Hi and Welcome to TSF!

Pokemon Black and White 2 is not a computer game. It is made for the DS only.

If you are using a PC emulator we can not help you as its illegal.


----------



## Axius76

its a pc game its not pokemon its a game that u become a god in it and manage a vilage and armies.


----------



## Wrench97

Try installing it in compatibility mode for XP SP3 with admin privileges. > 
http://www.techsupportforum.com/for...ibility-mode-in-vista-and-win-7-a-605939.html


----------



## -WOLF-

Masterchiefxx17 said:


> Hi and Welcome to TSF!
> 
> Pokemon Black and White 2 is not a computer game. It is made for the DS only.
> 
> If you are using a PC emulator we can not help you as its illegal.


He's talking about the Lionhead Studios game Black & White 2.

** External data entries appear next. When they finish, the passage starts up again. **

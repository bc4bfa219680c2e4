//! Upload demo application
//!
//! Headless walk through the engine: streams buffers and a mipmapped texture
//! through the staging ring, reads them back, times a copy with timestamp
//! queries and saves the pipeline cache for the next run.
//!
//! Usage: `upload_demo [config.toml|config.ron]`

use std::path::PathBuf;

use bytemuck::{Pod, Zeroable};
use gpu_engine::config::{Config, ConfigError};
use gpu_engine::prelude::*;
use gpu_engine::render::api::TextureTag;
use gpu_engine::Holder;
use thiserror::Error;

const CACHE_PATH: &str = "upload_demo.pipeline_cache";

#[repr(C)]
#[derive(Clone, Copy, Debug, PartialEq, Pod, Zeroable)]
struct Vertex {
    position: [f32; 3],
    uv: [f32; 2],
}

#[derive(Error, Debug)]
enum DemoError {
    #[error(transparent)]
    Gpu(#[from] VulkanError),

    #[error(transparent)]
    Config(#[from] ConfigError),

    #[error("Readback mismatch: {0}")]
    Mismatch(String),
}

struct UploadApp {
    ctx: Context,
}

impl UploadApp {
    fn new(config_path: Option<PathBuf>) -> Result<Self, DemoError> {
        let mut config = match config_path {
            Some(path) => {
                log::info!("Loading configuration from {}", path.display());
                ContextConfig::load_from_file(path)?
            }
            None => ContextConfig::new().with_application_name("upload_demo"),
        };
        if let Ok(blob) = std::fs::read(CACHE_PATH) {
            log::info!("Seeding pipeline cache with {} bytes", blob.len());
            config = config.with_pipeline_cache_data(blob);
        }

        let ctx = Context::new(config)?;
        log::info!("Running on {}", ctx.device_name());
        Ok(Self { ctx })
    }

    fn upload_vertices(&mut self) -> Result<(), DemoError> {
        let vertices = [
            Vertex { position: [-1.0, -1.0, 0.0], uv: [0.0, 0.0] },
            Vertex { position: [1.0, -1.0, 0.0], uv: [1.0, 0.0] },
            Vertex { position: [0.0, 1.0, 0.0], uv: [0.5, 1.0] },
        ];
        let bytes: &[u8] = bytemuck::cast_slice(&vertices);
        let desc = BufferDesc::new(BufferUsage::VERTEX, StorageType::HostVisible, bytes.len())
            .with_data(bytes)
            .with_debug_name("triangle");
        let buffer = self.ctx.create_buffer(&desc)?;

        let mapped = self
            .ctx
            .mapped_slice(buffer.handle())
            .ok_or_else(|| DemoError::Mismatch("vertex buffer is not mapped".to_string()))?;
        let readback: &[Vertex] = bytemuck::cast_slice(mapped);
        if readback != vertices {
            return Err(DemoError::Mismatch("vertex data".to_string()));
        }
        log::info!("Uploaded {} vertices through a mapped buffer", vertices.len());
        Ok(())
    }

    fn stream_large_buffer(&mut self) -> Result<(), DemoError> {
        let size = self.ctx.staging_ring().size() as usize * 3 + 123;
        let data: Vec<u8> = (0..size).map(|i| (i % 251) as u8).collect();

        let desc = BufferDesc::new(BufferUsage::STORAGE, StorageType::Device, size)
            .with_debug_name("stream");
        let buffer = self.ctx.create_buffer(&desc)?;
        self.ctx.upload_buffer(buffer.handle(), &data, 0)?;

        let readback_desc = BufferDesc::new(BufferUsage::STORAGE, StorageType::HostVisible, size)
            .with_debug_name("stream readback");
        let readback = self.ctx.create_buffer(&readback_desc)?;
        let queries = self.ctx.create_query_pool(2, "copy timing").ok();

        let cmd = self.ctx.acquire_command_buffer()?;
        if let Some(pool) = &queries {
            self.ctx.cmd_reset_query_pool(&cmd, pool.handle(), 0, 2);
            self.ctx.cmd_write_timestamp(&cmd, pool.handle(), 0);
        }
        self.ctx
            .cmd_copy_buffer(&cmd, buffer.handle(), 0, readback.handle(), 0, size as u64);
        self.ctx.cmd_buffer_barrier(
            &cmd,
            readback.handle(),
            ash::vk::PipelineStageFlags::TRANSFER,
            ash::vk::PipelineStageFlags::HOST,
        );
        if let Some(pool) = &queries {
            self.ctx.cmd_write_timestamp(&cmd, pool.handle(), 1);
        }
        let handle = self.ctx.submit(cmd, None)?;
        self.ctx.wait(handle)?;

        self.ctx.invalidate_mapped_memory(readback.handle(), 0, size)?;
        if self.ctx.mapped_slice(readback.handle()) != Some(data.as_slice()) {
            return Err(DemoError::Mismatch("streamed buffer".to_string()));
        }

        match queries {
            Some(pool) => {
                let ticks = self.ctx.query_pool_results(pool.handle(), 0, 2)?;
                let elapsed = ticks[1].saturating_sub(ticks[0]) as f64;
                let micros = elapsed * f64::from(self.ctx.timestamp_period()) / 1000.0;
                log::info!(
                    "Streamed {} KiB in {} chunks, copy took {:.1} us",
                    size / 1024,
                    size.div_ceil(self.ctx.staging_ring().size() as usize),
                    micros
                );
            }
            None => log::info!("Streamed {} KiB (timestamps unsupported)", size / 1024),
        }
        Ok(())
    }

    fn upload_texture(&mut self) -> Result<Holder<TextureTag>, DemoError> {
        const SIDE: u32 = 64;
        let pixels: Vec<u8> = (0..SIDE * SIDE)
            .flat_map(|i| {
                let (x, y) = (i % SIDE, i / SIDE);
                let checker = if (x / 8 + y / 8) % 2 == 0 { 255 } else { 32 };
                [checker, (x * 4) as u8, (y * 4) as u8, 255]
            })
            .collect();

        let desc = TextureDesc::new_2d(Format::Rgba8Unorm, SIDE, SIDE, TextureUsage::SAMPLED)
            .with_mip_levels(7)
            .with_data(&pixels, 1)
            .with_generated_mipmaps()
            .with_debug_name("checkerboard");
        let texture = match self.ctx.create_texture(&desc) {
            Err(VulkanError::Unsupported(reason)) => {
                log::warn!("{reason}; uploading without mips");
                let desc =
                    TextureDesc::new_2d(Format::Rgba8Unorm, SIDE, SIDE, TextureUsage::SAMPLED)
                        .with_data(&pixels, 1)
                        .with_debug_name("checkerboard");
                self.ctx.create_texture(&desc)?
            }
            other => other?,
        };

        let mut out = vec![0u8; pixels.len()];
        let range = TextureRangeDesc::new(Dimensions::new_2d(SIDE, SIDE));
        self.ctx.download_texture(texture.handle(), &range, &mut out)?;
        if out != pixels {
            return Err(DemoError::Mismatch("texture mip 0".to_string()));
        }
        log::info!(
            "Texture {:?} at bindless index {}",
            self.ctx.dimensions(texture.handle()),
            self.ctx.bindless_index(texture.handle())
        );
        Ok(texture)
    }

    fn run(&mut self) -> Result<(), DemoError> {
        self.upload_vertices()?;
        self.stream_large_buffer()?;
        let texture = self.upload_texture()?;

        // Dropped mid-frame; destroyed once the frame retires
        let cmd = self.ctx.acquire_command_buffer()?;
        drop(texture);
        let handle = self.ctx.submit(cmd, None)?;
        log::info!("{} deferred tasks pending after submit", self.ctx.num_deferred_tasks());
        self.ctx.wait(handle)?;

        let blob = self.ctx.pipeline_cache_data()?;
        if let Err(e) = std::fs::write(CACHE_PATH, &blob) {
            log::warn!("Could not save pipeline cache: {e}");
        }
        self.ctx.wait_all()?;
        Ok(())
    }
}

fn main() {
    gpu_engine::foundation::logging::init();
    log::info!("Starting upload demo");

    let config_path = std::env::args().nth(1).map(PathBuf::from);
    let result = UploadApp::new(config_path).and_then(|mut app| app.run());

    match result {
        Ok(()) => log::info!("Upload demo finished"),
        Err(e) => {
            log::error!("Upload demo failed: {e}");
            std::process::exit(1);
        }
    }
}
//! Submission tracking for immediate-mode command buffers
//!
//! [`ImmediateCommands`] owns a fixed pool of command buffers, each paired
//! with a fence and a binary semaphore. Callers acquire a slot, record into
//! it, and submit it; the returned [`SubmitHandle`] is the only way anything
//! else in the engine refers to "this piece of GPU work".
//!
//! ## Slot lifecycle
//!
//! ```text
//! Idle --acquire--> Encoding --submit--> Submitted --fence signaled + purge--> Idle
//! ```
//!
//! Submissions form a chain: each one waits on the semaphore signaled by the
//! previous one, so GPU execution order equals submission order. A submit
//! id is assigned from a running counter that skips 0, which keeps
//! `SubmitHandle::default()` free to mean "nothing to wait for".
//!
//! When every slot is in flight, `acquire` blocks on the in-flight fences
//! instead of failing.

use ash::vk;
use ash::Device;

use super::sync::{Fence, Semaphore};
use crate::render::backends::vulkan::{VulkanError, VulkanResult};

/// Number of command buffer slots
pub const MAX_COMMAND_BUFFERS: u32 = 64;

/// Identifies one submission: the slot it ran in and its submit id
///
/// `submit_id == 0` is the empty handle, which is always ready.
#[derive(Debug, Clone, Copy, PartialEq, Eq, Hash, Default)]
pub struct SubmitHandle {
    /// Slot index inside the tracker
    pub buffer_index: u32,
    /// Running submission counter value
    pub submit_id: u32,
}

impl SubmitHandle {
    /// Create a handle from raw parts
    pub const fn new(buffer_index: u32, submit_id: u32) -> Self {
        Self {
            buffer_index,
            submit_id,
        }
    }

    /// True if this handle refers to no submission
    pub const fn is_empty(&self) -> bool {
        self.submit_id == 0
    }

    /// Pack into a `u64` (slot index in the low half)
    pub const fn as_u64(&self) -> u64 {
        ((self.submit_id as u64) << 32) | self.buffer_index as u64
    }

    /// Unpack a value produced by [`SubmitHandle::as_u64`]
    pub const fn from_u64(value: u64) -> Self {
        Self {
            buffer_index: (value & 0xffff_ffff) as u32,
            submit_id: (value >> 32) as u32,
        }
    }
}

/// Next value of the submit counter; 0 is skipped on wraparound
pub const fn next_submit_id(id: u32) -> u32 {
    match id.wrapping_add(1) {
        0 => 1,
        next => next,
    }
}

/// Read access to submission completion
///
/// The staging ring and the deferred task queue only need these three
/// queries, which keeps them testable without a device.
pub trait SubmissionTimeline {
    /// Whether the submission has retired
    ///
    /// With `fast_check` no fence is polled: only slot recycling counts.
    fn is_ready(&self, handle: SubmitHandle, fast_check: bool) -> bool;

    /// Block until the submission retires
    fn wait(&mut self, handle: SubmitHandle) -> VulkanResult<()>;

    /// Handle of the most recent submission
    fn last_submit_handle(&self) -> SubmitHandle;
}

struct CommandBufferWrapper {
    cmd_buf: vk::CommandBuffer,
    in_use: bool,
    is_encoding: bool,
    handle: SubmitHandle,
    fence: Fence,
    semaphore: Semaphore,
}

/// A command buffer in the Encoding state
///
/// Must be handed back to [`ImmediateCommands::submit`].
#[derive(Debug)]
#[must_use = "an acquired command buffer must be submitted"]
pub struct AcquiredCommandBuffer {
    cmd_buf: vk::CommandBuffer,
    handle: SubmitHandle,
}

impl AcquiredCommandBuffer {
    /// Native command buffer to record into
    pub fn raw(&self) -> vk::CommandBuffer {
        self.cmd_buf
    }

    /// Handle this buffer will have once submitted
    pub fn handle(&self) -> SubmitHandle {
        self.handle
    }
}

/// Fixed pool of command buffers with fence-based retirement
pub struct ImmediateCommands {
    device: Device,
    queue: vk::Queue,
    command_pool: vk::CommandPool,
    buffers: Vec<CommandBufferWrapper>,
    last_submit_semaphore: vk::Semaphore,
    wait_semaphore: vk::Semaphore,
    num_available: u32,
    last_submit_handle: SubmitHandle,
    submit_counter: u32,
}

impl ImmediateCommands {
    /// Create the command pool and all slots
    pub fn new(device: Device, queue: vk::Queue, queue_family: u32) -> VulkanResult<Self> {
        let pool_info = vk::CommandPoolCreateInfo::builder()
            .flags(
                vk::CommandPoolCreateFlags::RESET_COMMAND_BUFFER
                    | vk::CommandPoolCreateFlags::TRANSIENT,
            )
            .queue_family_index(queue_family);

        let command_pool = unsafe {
            device.create_command_pool(&pool_info, None)
                .map_err(VulkanError::Api)?
        };

        // From here on Drop cleans up whatever was created
        let mut commands = Self {
            device,
            queue,
            command_pool,
            buffers: Vec::with_capacity(MAX_COMMAND_BUFFERS as usize),
            last_submit_semaphore: vk::Semaphore::null(),
            wait_semaphore: vk::Semaphore::null(),
            num_available: 0,
            last_submit_handle: SubmitHandle::default(),
            submit_counter: 1,
        };

        let alloc_info = vk::CommandBufferAllocateInfo::builder()
            .command_pool(command_pool)
            .level(vk::CommandBufferLevel::PRIMARY)
            .command_buffer_count(MAX_COMMAND_BUFFERS);
        let cmd_bufs = unsafe {
            commands.device.allocate_command_buffers(&alloc_info)
                .map_err(VulkanError::Api)?
        };

        for (index, cmd_buf) in cmd_bufs.into_iter().enumerate() {
            commands.buffers.push(CommandBufferWrapper {
                cmd_buf,
                in_use: false,
                is_encoding: false,
                handle: SubmitHandle::new(index as u32, 0),
                fence: Fence::new(commands.device.clone(), false)?,
                semaphore: Semaphore::new(commands.device.clone())?,
            });
            commands.num_available += 1;
        }

        log::debug!("Created {} immediate command buffers", MAX_COMMAND_BUFFERS);
        Ok(commands)
    }

    /// Queue all submissions go to
    pub fn queue(&self) -> vk::Queue {
        self.queue
    }

    /// Number of idle slots
    pub fn num_available(&self) -> u32 {
        self.num_available
    }

    /// Take an idle slot and begin recording
    ///
    /// Blocks on in-flight work when no slot is idle.
    pub fn acquire(&mut self) -> VulkanResult<AcquiredCommandBuffer> {
        if self.num_available == 0 {
            self.purge()?;
        }

        while self.num_available == 0 {
            log::trace!("Waiting for command buffers...");
            let in_flight: Vec<vk::Fence> = self
                .buffers
                .iter()
                .filter(|buf| buf.in_use && !buf.is_encoding)
                .map(|buf| buf.fence.handle())
                .collect();
            if in_flight.is_empty() {
                return Err(VulkanError::InvalidOperation {
                    reason: "All command buffers are being encoded".to_string(),
                });
            }
            unsafe {
                self.device.wait_for_fences(&in_flight, false, u64::MAX)
                    .map_err(VulkanError::Api)?;
            }
            self.purge()?;
        }

        let index = self
            .buffers
            .iter()
            .position(|buf| !buf.in_use)
            .ok_or_else(|| VulkanError::RuntimeError("No available command buffers".to_string()))?;

        let submit_id = self.submit_counter;
        let buf = &mut self.buffers[index];
        buf.handle = SubmitHandle::new(index as u32, submit_id);

        let begin_info = vk::CommandBufferBeginInfo::builder()
            .flags(vk::CommandBufferUsageFlags::ONE_TIME_SUBMIT);
        unsafe {
            self.device.begin_command_buffer(buf.cmd_buf, &begin_info)
                .map_err(VulkanError::Api)?;
        }

        buf.in_use = true;
        buf.is_encoding = true;
        self.num_available -= 1;

        Ok(AcquiredCommandBuffer {
            cmd_buf: buf.cmd_buf,
            handle: buf.handle,
        })
    }

    /// End recording and submit to the queue
    pub fn submit(&mut self, acquired: AcquiredCommandBuffer) -> VulkanResult<SubmitHandle> {
        let index = acquired.handle.buffer_index as usize;
        {
            let buf = &self.buffers[index];
            assert!(
                buf.is_encoding && buf.handle == acquired.handle,
                "Submitting a command buffer that is not being encoded"
            );
        }

        if let Err(e) = self.end_and_queue(index) {
            self.recycle(index);
            return Err(e);
        }

        let buf = &mut self.buffers[index];
        buf.is_encoding = false;
        self.last_submit_semaphore = buf.semaphore.handle();
        self.last_submit_handle = buf.handle;
        self.wait_semaphore = vk::Semaphore::null();
        self.submit_counter = next_submit_id(self.submit_counter);

        log::trace!("Submitted {:?}", self.last_submit_handle);
        Ok(self.last_submit_handle)
    }

    fn end_and_queue(&self, index: usize) -> VulkanResult<()> {
        let buf = &self.buffers[index];
        unsafe {
            self.device.end_command_buffer(buf.cmd_buf)
                .map_err(VulkanError::Api)?;
        }

        let mut wait_semaphores = Vec::with_capacity(2);
        if self.wait_semaphore != vk::Semaphore::null() {
            wait_semaphores.push(self.wait_semaphore);
        }
        if self.last_submit_semaphore != vk::Semaphore::null() {
            wait_semaphores.push(self.last_submit_semaphore);
        }
        let wait_stages = vec![vk::PipelineStageFlags::ALL_COMMANDS; wait_semaphores.len()];
        let cmd_bufs = [buf.cmd_buf];
        let signal_semaphores = [buf.semaphore.handle()];

        let submit_info = vk::SubmitInfo::builder()
            .wait_semaphores(&wait_semaphores)
            .wait_dst_stage_mask(&wait_stages)
            .command_buffers(&cmd_bufs)
            .signal_semaphores(&signal_semaphores)
            .build();

        unsafe {
            self.device.queue_submit(self.queue, &[submit_info], buf.fence.handle())
                .map_err(VulkanError::Api)
        }
    }

    /// Give back a slot that was acquired but will never be submitted
    pub fn abandon(&mut self, handle: SubmitHandle) {
        let index = handle.buffer_index as usize;
        let encoding = self
            .buffers
            .get(index)
            .map_or(false, |buf| buf.is_encoding && buf.handle == handle);
        if encoding {
            log::warn!("Abandoning command buffer {:?}", handle);
            self.recycle(index);
        }
    }

    // Return a slot whose submission never reached the queue
    fn recycle(&mut self, index: usize) {
        let buf = &mut self.buffers[index];
        unsafe {
            let _ =
                self.device.reset_command_buffer(buf.cmd_buf, vk::CommandBufferResetFlags::empty());
        }
        buf.in_use = false;
        buf.is_encoding = false;
        self.num_available += 1;
    }

    /// Block until `handle` retires; empty and retired handles return at once
    ///
    /// # Panics
    ///
    /// Waiting on a slot that is still being encoded is a logic error.
    pub fn wait(&mut self, handle: SubmitHandle) -> VulkanResult<()> {
        if self.is_ready(handle, false) {
            return Ok(());
        }

        let buf = &self.buffers[handle.buffer_index as usize];
        assert!(!buf.is_encoding, "Waiting on a command buffer that has not been submitted");

        buf.fence.wait(u64::MAX)?;
        self.purge()
    }

    /// Block until every submitted slot retires
    pub fn wait_all(&mut self) -> VulkanResult<()> {
        let fences: Vec<vk::Fence> = self
            .buffers
            .iter()
            .filter(|buf| buf.in_use && !buf.is_encoding)
            .map(|buf| buf.fence.handle())
            .collect();

        if !fences.is_empty() {
            unsafe {
                self.device.wait_for_fences(&fences, true, u64::MAX)
                    .map_err(VulkanError::Api)?;
            }
        }

        self.purge()
    }

    /// Recycle every submitted slot whose fence has signaled
    pub fn purge(&mut self) -> VulkanResult<()> {
        for buf in &mut self.buffers {
            if !buf.in_use || buf.is_encoding {
                continue;
            }

            if buf.fence.is_signaled()? {
                unsafe {
                    self.device.reset_command_buffer(
                        buf.cmd_buf,
                        vk::CommandBufferResetFlags::empty(),
                    )
                        .map_err(VulkanError::Api)?;
                }
                buf.fence.reset()?;
                buf.in_use = false;
                self.num_available += 1;
            }
        }
        Ok(())
    }

    /// Make the next submission wait on an external semaphore
    pub fn wait_semaphore(&mut self, semaphore: vk::Semaphore) {
        assert!(
            self.wait_semaphore == vk::Semaphore::null(),
            "A wait semaphore is already pending"
        );
        self.wait_semaphore = semaphore;
    }

    /// Take the semaphore signaled by the last submission out of the chain
    ///
    /// The next submission will not wait on it; the caller (usually
    /// presentation) becomes responsible for waiting.
    pub fn acquire_last_submit_semaphore(&mut self) -> vk::Semaphore {
        std::mem::replace(&mut self.last_submit_semaphore, vk::Semaphore::null())
    }
}

impl SubmissionTimeline for ImmediateCommands {
    fn is_ready(&self, handle: SubmitHandle, fast_check: bool) -> bool {
        if handle.is_empty() {
            return true;
        }

        let Some(buf) = self.buffers.get(handle.buffer_index as usize) else {
            return true;
        };

        // recycled, or recycled and reused by a later submission
        if !buf.in_use || buf.handle.submit_id != handle.submit_id {
            return true;
        }

        if fast_check {
            return false;
        }

        buf.fence.is_signaled().unwrap_or(false)
    }

    fn wait(&mut self, handle: SubmitHandle) -> VulkanResult<()> {
        ImmediateCommands::wait(self, handle)
    }

    fn last_submit_handle(&self) -> SubmitHandle {
        self.last_submit_handle
    }
}

impl Drop for ImmediateCommands {
    fn drop(&mut self) {
        if let Err(e) = self.wait_all() {
            log::error!("Failed to wait for command buffers during shutdown: {}", e);
        }
        // Fences and semaphores are destroyed with `buffers`
        unsafe {
            self.device.destroy_command_pool(self.command_pool, None);
        }
    }
}

#[cfg(test)]
mod tests {
    use super::*;

    #[test]
    fn test_default_handle_is_empty() {
        assert!(SubmitHandle::default().is_empty());
        assert!(SubmitHandle::new(5, 0).is_empty());
        assert!(!SubmitHandle::new(0, 1).is_empty());
    }

    #[test]
    fn test_submit_id_skips_zero() {
        assert_eq!(next_submit_id(1), 2);
        assert_eq!(next_submit_id(u32::MAX - 1), u32::MAX);
        assert_eq!(next_submit_id(u32::MAX), 1);
    }

    #[test]
    fn test_handle_packing() {
        let handle = SubmitHandle::new(63, 0xdead_beef);
        let packed = handle.as_u64();
        assert_eq!(packed, (0xdead_beef_u64 << 32) | 63);
        assert_eq!(SubmitHandle::from_u64(packed), handle);
        assert_eq!(SubmitHandle::from_u64(0), SubmitHandle::default());
    }
}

This is an old game and was not designed for even Windows Vista, try to search online for a patch.


----------



## Axius76

im using windows 7


----------



## Axius76

Sotry for double posting i was getting really impatient to play this game. I can wait before but after finishing fable 3 i get frustrated i didnt see the easy problem. the problem is in the file name. u cant have ? in windows 7 file. so the problem is u must be using other language and not english for the display language in control panel/clock,language, and region. change keyboards or other input methods some ppl got display language in their keyboards and language section but somehow i dont have it. so i go to administrative section still in the change the keyboards or other language place. there must be a shieded buttons named change system locale click there and change it to english usa and try instaling now (VERY bIG SMILEY FACE) and it works for me.
i know many ppl are having this problem and i find the solution in other place but it doesnt tell how to change ur display language and for some they dont even have a section for it so just change ur system locale.!!!!!!


----------



## Wrench97

Did you try what I posted above?



Wrench97 said:


> Try installing it in compatibility mode for XP SP3 with admin privileges. >
> http://www.techsupportforum.com/for...ibility-mode-in-vista-and-win-7-a-605939.html


----------



## Axius76

yeah i tried instaling with windows xp sevice pack 2 and 3 before and it doesnt work. but i know the problems and i already know how to deal with it. thx for trying to help anyways.


----------



## Jupiter2

Try in the Forum at Lionshead and ask about PC requirements. There doesn't seem to be a page for requirements or for specifications.
Black And White 2 | Lionhead Studios

Amazon seems to be the only site that has any relevant setails - 
http://www.amazon.co.uk/Black-White-2-PC-DVD/dp/B00009QI5X/ref=sr_1_1?ie=UTF8&qid=1326371889&sr=8-1

Platform: Windows NT / 98 / 2000 / Me / XP 

I'd say that it would probably work on XP but only SP1 or sp2 and not SP3. There seems to be problems with SP3 with older games, I have the same problem (luckily I also got a PC with xp sp2).

This game is not suited to OSes later than XP.


----------



## koala

B&W2 should work in all versions of Windows. I've had it running on XP (can't remember if was SP2 or SP3) and more recently Windows 7 SP1 64-bit.

Install the 1.1 and 1.2 patches from here: Filefront - Black and White 2 Patches


----------